**Activity:** Below are the entries; give again exactly the lines from the one mentioning "filename pwaify-inject/src/error.rs" through the one mentioning "usize, limit: usize", inclusive.

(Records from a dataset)
* * * * *

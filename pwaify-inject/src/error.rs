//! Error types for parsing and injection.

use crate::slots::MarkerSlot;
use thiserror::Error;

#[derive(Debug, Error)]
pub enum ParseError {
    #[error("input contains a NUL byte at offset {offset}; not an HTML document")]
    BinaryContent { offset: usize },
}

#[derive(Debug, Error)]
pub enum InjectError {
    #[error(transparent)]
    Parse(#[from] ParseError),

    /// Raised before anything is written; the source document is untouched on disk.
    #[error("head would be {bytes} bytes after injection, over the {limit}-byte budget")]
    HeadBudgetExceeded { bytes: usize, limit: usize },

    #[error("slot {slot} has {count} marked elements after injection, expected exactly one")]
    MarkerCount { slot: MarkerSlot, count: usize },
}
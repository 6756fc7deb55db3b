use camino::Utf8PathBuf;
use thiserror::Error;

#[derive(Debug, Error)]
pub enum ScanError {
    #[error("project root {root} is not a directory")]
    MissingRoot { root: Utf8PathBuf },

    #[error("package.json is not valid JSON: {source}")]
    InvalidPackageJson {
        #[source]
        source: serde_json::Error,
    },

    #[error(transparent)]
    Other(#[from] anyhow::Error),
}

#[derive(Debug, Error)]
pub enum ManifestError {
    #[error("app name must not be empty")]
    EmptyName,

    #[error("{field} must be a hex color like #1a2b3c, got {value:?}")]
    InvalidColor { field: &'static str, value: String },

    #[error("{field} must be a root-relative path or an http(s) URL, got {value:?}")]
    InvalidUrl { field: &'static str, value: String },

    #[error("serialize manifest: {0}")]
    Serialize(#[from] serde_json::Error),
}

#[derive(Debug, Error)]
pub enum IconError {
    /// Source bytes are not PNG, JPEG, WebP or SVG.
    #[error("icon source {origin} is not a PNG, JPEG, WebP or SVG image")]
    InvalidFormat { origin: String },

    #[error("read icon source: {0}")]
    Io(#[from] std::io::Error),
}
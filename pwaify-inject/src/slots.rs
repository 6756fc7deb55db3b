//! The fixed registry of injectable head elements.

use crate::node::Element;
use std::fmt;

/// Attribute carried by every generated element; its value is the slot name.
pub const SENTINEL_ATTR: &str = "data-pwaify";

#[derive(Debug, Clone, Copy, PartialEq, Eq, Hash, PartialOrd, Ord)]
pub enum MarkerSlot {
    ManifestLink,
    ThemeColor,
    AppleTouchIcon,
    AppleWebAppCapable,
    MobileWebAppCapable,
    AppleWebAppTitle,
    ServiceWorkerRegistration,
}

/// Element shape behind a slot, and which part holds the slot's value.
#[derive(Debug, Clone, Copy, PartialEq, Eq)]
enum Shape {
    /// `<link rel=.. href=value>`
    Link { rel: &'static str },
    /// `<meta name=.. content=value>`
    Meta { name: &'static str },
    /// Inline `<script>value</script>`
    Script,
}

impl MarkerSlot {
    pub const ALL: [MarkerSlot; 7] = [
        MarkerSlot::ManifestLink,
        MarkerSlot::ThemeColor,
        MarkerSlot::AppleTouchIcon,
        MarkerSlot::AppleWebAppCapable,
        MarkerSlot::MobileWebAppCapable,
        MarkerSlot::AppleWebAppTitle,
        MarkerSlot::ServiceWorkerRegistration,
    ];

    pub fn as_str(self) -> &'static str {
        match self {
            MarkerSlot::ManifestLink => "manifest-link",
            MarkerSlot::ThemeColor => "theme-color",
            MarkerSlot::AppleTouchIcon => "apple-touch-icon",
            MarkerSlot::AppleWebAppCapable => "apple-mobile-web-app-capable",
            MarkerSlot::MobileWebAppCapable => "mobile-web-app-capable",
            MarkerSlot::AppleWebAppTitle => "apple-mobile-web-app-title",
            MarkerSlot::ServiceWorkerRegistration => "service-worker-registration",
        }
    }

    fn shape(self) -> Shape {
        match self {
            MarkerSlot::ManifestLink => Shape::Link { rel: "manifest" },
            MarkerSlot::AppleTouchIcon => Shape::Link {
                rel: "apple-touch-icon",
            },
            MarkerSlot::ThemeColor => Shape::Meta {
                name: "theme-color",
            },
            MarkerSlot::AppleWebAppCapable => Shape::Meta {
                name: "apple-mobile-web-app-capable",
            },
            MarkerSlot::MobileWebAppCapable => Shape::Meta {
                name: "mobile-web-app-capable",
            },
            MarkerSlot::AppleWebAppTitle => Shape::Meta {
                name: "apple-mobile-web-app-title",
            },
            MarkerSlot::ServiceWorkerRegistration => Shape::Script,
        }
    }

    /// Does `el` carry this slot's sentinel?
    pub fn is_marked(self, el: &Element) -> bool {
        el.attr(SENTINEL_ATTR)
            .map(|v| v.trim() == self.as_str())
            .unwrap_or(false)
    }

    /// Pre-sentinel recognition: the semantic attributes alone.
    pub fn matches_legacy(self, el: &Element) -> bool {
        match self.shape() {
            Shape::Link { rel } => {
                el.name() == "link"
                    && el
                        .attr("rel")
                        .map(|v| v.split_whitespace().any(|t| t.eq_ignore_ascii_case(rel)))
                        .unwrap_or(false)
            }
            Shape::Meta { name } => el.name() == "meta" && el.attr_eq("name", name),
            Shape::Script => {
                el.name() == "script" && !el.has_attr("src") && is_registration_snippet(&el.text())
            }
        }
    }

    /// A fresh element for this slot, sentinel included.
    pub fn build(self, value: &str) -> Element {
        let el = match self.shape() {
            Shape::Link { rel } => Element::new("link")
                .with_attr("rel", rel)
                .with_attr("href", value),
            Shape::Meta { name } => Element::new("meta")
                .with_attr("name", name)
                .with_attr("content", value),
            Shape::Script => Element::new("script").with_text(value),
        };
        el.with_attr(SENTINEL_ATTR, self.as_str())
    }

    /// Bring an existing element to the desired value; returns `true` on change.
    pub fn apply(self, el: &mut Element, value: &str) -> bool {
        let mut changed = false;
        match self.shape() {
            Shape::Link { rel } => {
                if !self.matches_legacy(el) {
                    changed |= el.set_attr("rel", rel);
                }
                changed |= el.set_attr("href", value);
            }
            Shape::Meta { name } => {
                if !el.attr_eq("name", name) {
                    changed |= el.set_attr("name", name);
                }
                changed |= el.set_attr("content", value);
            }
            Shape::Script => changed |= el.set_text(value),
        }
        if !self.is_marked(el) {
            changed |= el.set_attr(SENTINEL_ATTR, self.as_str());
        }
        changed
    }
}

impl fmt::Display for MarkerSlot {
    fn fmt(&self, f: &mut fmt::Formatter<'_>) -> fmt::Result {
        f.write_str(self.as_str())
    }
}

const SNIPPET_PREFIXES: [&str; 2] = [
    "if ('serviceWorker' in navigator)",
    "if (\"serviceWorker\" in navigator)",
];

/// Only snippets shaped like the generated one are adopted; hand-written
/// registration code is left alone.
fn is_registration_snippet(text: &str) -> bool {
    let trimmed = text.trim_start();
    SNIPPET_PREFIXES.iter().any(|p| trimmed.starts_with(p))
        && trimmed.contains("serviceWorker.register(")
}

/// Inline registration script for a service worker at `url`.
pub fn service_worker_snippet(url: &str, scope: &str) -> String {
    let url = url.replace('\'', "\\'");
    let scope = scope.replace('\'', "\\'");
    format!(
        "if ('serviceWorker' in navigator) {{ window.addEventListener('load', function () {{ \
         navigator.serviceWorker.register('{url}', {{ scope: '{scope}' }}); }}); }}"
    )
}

* * * * *

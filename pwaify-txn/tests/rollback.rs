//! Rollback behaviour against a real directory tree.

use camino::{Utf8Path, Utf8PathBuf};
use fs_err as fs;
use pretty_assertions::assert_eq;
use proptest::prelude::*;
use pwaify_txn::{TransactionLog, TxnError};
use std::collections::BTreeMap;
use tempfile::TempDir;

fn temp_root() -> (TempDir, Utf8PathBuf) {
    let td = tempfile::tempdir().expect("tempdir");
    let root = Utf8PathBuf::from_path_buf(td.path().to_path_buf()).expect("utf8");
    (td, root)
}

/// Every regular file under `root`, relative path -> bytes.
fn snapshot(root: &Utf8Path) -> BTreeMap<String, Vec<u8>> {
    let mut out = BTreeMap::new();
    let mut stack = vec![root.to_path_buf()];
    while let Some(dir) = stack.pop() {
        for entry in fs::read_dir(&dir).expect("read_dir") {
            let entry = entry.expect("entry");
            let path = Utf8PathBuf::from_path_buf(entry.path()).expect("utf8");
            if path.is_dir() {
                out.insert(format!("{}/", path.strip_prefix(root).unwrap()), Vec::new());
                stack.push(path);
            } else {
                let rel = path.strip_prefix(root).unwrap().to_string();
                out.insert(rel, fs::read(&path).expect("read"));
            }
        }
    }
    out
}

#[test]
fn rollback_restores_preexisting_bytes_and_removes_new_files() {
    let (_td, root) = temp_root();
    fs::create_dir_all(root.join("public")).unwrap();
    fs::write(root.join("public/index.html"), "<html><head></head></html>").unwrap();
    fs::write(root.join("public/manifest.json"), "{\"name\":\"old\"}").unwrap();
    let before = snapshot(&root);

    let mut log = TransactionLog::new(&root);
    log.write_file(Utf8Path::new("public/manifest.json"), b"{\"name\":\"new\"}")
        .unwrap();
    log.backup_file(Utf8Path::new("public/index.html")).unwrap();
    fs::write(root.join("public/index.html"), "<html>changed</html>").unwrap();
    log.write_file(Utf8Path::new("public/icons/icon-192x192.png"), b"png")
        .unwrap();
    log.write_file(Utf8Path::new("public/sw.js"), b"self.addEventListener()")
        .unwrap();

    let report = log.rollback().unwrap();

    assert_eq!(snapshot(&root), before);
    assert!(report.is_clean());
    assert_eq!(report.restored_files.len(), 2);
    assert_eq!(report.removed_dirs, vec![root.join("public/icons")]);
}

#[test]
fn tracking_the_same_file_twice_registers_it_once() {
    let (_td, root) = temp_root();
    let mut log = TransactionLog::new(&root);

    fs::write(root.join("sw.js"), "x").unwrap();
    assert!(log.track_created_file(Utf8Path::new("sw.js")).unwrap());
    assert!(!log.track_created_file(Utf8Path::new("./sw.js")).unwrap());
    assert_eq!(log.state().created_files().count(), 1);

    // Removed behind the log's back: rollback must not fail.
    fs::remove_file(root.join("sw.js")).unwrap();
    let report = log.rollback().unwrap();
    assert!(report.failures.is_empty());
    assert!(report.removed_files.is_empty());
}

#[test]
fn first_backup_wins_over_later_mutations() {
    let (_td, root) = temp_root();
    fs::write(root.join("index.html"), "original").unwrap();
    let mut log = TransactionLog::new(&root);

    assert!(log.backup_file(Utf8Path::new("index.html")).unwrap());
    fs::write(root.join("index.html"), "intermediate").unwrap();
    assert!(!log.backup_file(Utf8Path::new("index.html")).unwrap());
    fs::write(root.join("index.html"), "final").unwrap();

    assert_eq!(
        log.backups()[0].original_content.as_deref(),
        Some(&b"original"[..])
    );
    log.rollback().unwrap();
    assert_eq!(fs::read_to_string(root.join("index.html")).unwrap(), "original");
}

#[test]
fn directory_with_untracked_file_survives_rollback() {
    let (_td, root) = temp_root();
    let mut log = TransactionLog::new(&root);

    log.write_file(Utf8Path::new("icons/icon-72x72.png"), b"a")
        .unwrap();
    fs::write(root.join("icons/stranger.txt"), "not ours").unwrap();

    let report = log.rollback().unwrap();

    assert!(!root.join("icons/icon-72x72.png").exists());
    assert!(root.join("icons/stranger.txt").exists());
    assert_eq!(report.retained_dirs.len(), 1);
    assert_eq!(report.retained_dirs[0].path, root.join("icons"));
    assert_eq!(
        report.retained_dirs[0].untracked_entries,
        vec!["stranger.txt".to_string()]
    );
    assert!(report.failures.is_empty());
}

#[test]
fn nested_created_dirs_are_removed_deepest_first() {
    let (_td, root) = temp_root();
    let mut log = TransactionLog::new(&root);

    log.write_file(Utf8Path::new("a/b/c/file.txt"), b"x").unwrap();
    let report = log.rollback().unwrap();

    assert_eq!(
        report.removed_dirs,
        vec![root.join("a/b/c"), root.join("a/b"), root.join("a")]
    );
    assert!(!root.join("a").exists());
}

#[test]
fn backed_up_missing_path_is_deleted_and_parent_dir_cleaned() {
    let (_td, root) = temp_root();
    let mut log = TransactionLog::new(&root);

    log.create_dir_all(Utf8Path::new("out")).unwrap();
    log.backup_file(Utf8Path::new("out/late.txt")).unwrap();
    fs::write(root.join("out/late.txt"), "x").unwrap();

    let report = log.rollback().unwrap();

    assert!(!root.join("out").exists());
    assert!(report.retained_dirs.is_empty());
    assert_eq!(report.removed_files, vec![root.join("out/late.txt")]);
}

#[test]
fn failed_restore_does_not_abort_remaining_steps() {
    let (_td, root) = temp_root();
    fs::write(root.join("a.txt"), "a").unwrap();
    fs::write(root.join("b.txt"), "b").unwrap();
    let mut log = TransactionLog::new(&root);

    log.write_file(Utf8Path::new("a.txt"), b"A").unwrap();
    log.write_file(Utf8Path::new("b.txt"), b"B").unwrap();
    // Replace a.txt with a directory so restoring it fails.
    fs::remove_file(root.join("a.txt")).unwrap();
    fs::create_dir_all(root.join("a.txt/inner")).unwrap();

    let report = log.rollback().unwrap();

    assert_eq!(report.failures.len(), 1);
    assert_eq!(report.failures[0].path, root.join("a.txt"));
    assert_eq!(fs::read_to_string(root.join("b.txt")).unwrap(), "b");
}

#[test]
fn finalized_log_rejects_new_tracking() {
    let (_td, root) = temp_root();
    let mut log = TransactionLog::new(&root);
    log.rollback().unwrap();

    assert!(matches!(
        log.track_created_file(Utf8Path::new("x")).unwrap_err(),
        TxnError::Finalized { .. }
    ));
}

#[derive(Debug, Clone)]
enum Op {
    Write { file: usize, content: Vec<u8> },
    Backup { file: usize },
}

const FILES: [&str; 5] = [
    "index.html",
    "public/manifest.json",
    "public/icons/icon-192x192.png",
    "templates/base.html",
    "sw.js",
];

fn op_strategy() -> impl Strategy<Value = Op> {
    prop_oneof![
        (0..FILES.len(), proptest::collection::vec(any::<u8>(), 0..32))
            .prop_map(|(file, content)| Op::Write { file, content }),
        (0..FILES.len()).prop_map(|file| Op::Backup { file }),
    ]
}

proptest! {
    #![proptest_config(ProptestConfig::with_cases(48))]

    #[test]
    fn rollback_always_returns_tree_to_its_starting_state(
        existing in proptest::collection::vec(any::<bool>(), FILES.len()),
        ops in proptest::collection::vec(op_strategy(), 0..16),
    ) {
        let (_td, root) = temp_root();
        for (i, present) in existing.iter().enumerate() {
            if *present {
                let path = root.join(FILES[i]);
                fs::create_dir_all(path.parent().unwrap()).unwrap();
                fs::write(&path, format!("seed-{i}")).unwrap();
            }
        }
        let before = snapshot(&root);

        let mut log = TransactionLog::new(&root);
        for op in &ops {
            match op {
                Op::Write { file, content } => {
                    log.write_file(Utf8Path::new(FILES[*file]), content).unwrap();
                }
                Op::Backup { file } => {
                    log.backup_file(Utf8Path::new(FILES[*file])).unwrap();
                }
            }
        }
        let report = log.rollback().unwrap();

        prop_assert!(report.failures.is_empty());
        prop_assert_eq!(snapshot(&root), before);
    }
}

* * * * *

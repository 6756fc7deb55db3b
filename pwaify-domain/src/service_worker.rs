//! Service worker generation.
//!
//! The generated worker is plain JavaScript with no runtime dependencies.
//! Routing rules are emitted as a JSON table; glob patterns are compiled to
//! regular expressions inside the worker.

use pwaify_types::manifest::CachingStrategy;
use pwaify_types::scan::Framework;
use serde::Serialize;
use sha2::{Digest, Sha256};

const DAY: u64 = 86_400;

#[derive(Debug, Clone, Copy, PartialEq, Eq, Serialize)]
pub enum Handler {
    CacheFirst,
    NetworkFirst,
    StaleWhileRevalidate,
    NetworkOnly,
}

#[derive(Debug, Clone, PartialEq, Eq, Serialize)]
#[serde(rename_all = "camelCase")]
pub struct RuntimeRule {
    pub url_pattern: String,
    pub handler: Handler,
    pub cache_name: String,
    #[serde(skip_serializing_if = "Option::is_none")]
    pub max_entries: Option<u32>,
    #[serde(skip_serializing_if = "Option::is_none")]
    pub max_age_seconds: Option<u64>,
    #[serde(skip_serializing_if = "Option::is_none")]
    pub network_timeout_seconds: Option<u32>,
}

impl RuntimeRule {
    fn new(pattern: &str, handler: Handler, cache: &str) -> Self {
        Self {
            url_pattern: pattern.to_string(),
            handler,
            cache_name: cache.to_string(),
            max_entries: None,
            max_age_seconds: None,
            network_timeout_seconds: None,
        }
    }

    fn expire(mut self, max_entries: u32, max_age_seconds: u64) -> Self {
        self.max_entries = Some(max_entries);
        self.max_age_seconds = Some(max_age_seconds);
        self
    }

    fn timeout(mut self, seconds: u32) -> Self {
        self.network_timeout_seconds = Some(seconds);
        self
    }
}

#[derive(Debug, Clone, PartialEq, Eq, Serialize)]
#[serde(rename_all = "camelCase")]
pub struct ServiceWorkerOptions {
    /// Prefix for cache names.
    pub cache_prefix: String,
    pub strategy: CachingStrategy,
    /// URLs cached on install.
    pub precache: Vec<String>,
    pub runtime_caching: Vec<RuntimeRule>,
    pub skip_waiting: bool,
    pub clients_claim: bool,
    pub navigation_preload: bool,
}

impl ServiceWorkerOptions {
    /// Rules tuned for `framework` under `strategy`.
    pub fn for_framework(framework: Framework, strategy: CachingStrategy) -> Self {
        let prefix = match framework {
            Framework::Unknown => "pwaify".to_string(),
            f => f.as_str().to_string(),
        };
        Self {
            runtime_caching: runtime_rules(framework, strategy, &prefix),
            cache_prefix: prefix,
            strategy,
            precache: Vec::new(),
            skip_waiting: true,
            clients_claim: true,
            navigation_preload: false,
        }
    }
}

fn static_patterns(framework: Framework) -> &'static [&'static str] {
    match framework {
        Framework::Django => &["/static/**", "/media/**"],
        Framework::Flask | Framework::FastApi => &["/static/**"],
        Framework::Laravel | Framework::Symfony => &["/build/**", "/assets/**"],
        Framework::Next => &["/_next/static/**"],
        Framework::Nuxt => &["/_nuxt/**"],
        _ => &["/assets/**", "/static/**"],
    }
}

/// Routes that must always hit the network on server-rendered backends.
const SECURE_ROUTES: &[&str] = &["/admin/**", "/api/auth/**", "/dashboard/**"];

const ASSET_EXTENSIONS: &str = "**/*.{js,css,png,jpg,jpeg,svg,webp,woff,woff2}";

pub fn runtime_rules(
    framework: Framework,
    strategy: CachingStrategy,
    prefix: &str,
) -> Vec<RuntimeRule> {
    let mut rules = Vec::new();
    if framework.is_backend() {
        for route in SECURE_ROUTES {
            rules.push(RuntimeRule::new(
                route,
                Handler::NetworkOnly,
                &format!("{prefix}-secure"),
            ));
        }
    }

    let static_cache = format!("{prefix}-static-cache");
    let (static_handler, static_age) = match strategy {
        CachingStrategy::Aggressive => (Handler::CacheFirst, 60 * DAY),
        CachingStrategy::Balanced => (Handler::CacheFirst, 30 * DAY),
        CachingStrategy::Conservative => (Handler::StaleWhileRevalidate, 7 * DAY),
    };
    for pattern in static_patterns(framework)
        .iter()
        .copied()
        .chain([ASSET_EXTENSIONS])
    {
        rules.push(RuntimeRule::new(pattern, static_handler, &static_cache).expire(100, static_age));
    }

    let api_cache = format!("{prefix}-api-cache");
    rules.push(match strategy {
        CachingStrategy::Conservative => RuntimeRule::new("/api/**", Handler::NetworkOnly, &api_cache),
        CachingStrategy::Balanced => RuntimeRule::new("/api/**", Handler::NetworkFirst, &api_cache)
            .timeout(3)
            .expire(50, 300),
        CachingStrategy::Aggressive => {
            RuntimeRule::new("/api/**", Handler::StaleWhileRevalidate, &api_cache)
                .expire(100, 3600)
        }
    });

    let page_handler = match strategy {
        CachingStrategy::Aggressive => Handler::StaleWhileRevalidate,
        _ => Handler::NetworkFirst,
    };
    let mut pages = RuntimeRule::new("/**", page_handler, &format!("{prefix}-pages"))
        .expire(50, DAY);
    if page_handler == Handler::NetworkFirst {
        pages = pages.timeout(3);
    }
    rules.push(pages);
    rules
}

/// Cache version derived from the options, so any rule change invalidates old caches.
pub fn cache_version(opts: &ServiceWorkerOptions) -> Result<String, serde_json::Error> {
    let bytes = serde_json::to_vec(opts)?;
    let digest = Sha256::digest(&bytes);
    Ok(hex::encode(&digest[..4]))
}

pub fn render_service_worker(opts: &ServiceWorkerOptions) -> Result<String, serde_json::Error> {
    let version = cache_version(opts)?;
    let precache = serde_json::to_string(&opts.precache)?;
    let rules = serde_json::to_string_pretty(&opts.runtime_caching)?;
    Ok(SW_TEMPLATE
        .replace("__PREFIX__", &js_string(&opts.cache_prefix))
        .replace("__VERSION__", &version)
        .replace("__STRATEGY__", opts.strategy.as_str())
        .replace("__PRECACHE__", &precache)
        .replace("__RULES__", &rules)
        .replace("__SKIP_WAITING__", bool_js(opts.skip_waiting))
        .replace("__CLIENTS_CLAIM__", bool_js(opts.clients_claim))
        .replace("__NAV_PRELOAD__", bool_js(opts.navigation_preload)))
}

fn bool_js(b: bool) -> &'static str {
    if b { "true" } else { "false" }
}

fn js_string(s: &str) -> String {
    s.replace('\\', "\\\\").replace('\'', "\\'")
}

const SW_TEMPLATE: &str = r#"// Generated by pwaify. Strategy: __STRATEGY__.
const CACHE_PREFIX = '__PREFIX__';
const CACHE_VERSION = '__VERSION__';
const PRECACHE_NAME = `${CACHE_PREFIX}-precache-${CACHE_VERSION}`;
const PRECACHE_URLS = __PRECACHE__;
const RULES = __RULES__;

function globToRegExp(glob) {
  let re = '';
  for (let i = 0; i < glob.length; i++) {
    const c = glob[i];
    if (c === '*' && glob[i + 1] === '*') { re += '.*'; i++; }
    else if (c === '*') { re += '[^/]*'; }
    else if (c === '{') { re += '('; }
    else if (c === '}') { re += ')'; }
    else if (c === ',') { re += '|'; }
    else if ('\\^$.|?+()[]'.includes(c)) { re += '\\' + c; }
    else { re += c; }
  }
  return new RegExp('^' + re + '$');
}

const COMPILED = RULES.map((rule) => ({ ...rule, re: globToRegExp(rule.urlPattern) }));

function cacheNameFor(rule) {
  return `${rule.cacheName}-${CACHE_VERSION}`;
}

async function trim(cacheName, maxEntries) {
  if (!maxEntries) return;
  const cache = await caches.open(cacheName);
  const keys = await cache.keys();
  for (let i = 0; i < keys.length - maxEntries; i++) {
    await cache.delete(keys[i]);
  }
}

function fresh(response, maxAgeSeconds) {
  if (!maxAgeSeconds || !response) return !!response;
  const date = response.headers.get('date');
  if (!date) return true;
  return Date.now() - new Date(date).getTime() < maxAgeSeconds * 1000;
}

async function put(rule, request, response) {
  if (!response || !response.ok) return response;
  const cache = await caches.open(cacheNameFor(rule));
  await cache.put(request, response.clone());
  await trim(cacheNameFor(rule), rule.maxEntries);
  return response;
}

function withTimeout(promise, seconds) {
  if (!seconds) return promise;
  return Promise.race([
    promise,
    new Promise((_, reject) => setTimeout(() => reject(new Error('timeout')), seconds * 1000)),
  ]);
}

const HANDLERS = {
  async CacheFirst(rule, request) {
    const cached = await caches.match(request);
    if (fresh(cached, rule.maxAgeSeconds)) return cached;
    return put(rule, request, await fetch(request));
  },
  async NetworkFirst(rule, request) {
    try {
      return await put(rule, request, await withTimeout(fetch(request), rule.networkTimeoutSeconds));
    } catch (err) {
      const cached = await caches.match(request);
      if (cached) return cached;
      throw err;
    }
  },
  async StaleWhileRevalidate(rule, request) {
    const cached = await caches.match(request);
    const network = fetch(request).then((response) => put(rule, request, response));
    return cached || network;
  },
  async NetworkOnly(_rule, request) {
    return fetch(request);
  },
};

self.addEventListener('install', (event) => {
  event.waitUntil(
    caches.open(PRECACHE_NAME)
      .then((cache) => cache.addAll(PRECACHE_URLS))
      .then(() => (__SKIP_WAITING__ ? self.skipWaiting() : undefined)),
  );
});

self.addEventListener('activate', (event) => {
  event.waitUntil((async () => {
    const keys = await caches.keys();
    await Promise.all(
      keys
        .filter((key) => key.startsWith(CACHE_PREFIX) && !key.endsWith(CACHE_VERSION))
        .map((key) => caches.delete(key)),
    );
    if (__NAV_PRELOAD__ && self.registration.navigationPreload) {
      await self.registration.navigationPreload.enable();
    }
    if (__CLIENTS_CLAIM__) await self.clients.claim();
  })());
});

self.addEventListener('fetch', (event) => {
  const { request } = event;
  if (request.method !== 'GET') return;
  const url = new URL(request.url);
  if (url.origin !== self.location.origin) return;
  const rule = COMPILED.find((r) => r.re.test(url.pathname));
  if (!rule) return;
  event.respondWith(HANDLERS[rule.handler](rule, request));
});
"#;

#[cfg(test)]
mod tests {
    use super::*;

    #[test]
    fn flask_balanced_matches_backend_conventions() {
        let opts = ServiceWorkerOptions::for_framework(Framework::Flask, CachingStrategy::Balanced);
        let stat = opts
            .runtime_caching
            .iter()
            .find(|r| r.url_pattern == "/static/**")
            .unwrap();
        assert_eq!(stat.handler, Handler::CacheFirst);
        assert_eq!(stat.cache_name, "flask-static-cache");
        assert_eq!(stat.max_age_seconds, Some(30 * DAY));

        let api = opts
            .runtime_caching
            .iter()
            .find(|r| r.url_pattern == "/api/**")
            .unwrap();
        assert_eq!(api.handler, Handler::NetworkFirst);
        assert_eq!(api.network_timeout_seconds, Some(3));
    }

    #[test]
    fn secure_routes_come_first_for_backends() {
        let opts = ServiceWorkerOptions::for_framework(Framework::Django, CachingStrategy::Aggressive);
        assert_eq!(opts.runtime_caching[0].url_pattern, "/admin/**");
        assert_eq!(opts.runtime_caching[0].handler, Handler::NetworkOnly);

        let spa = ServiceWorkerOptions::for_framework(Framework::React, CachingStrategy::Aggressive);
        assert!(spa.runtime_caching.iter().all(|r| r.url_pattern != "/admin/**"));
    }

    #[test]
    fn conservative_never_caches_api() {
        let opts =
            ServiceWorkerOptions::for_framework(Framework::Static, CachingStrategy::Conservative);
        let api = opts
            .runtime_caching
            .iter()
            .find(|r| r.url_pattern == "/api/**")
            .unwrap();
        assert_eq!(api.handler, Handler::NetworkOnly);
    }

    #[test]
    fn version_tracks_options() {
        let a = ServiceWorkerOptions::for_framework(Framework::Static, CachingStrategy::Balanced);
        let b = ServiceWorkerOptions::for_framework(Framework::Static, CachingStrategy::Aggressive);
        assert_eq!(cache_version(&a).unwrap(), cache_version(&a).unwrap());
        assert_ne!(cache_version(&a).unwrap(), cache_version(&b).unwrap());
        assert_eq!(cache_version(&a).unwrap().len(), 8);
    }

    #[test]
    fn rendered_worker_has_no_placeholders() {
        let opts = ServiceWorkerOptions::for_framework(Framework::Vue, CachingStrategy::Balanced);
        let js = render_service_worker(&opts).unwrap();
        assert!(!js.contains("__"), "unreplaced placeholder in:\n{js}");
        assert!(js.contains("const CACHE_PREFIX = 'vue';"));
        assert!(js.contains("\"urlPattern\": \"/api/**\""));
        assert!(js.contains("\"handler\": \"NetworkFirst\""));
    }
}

* * * * *

**Result for this exercise:**
filename pwaify-inject/src/error.rs
//! Error types for parsing and injection.

use crate::slots::MarkerSlot;
use thiserror::Error;

#[derive(Debug, Error)]
pub enum ParseError {
    #[error("input contains a NUL byte at offset {offset}; not an HTML document")]
    BinaryContent { offset: usize },
}

#[derive(Debug, Error)]
pub enum InjectError {
    #[error(transparent)]
    Parse(#[from] ParseError),

    /// Raised before anything is written; the source document is untouched on disk.
    #[error("head would be {bytes} bytes after injection, over the {limit}-byte budget")]
    HeadBudgetExceeded { bytes: usize, limit: usize },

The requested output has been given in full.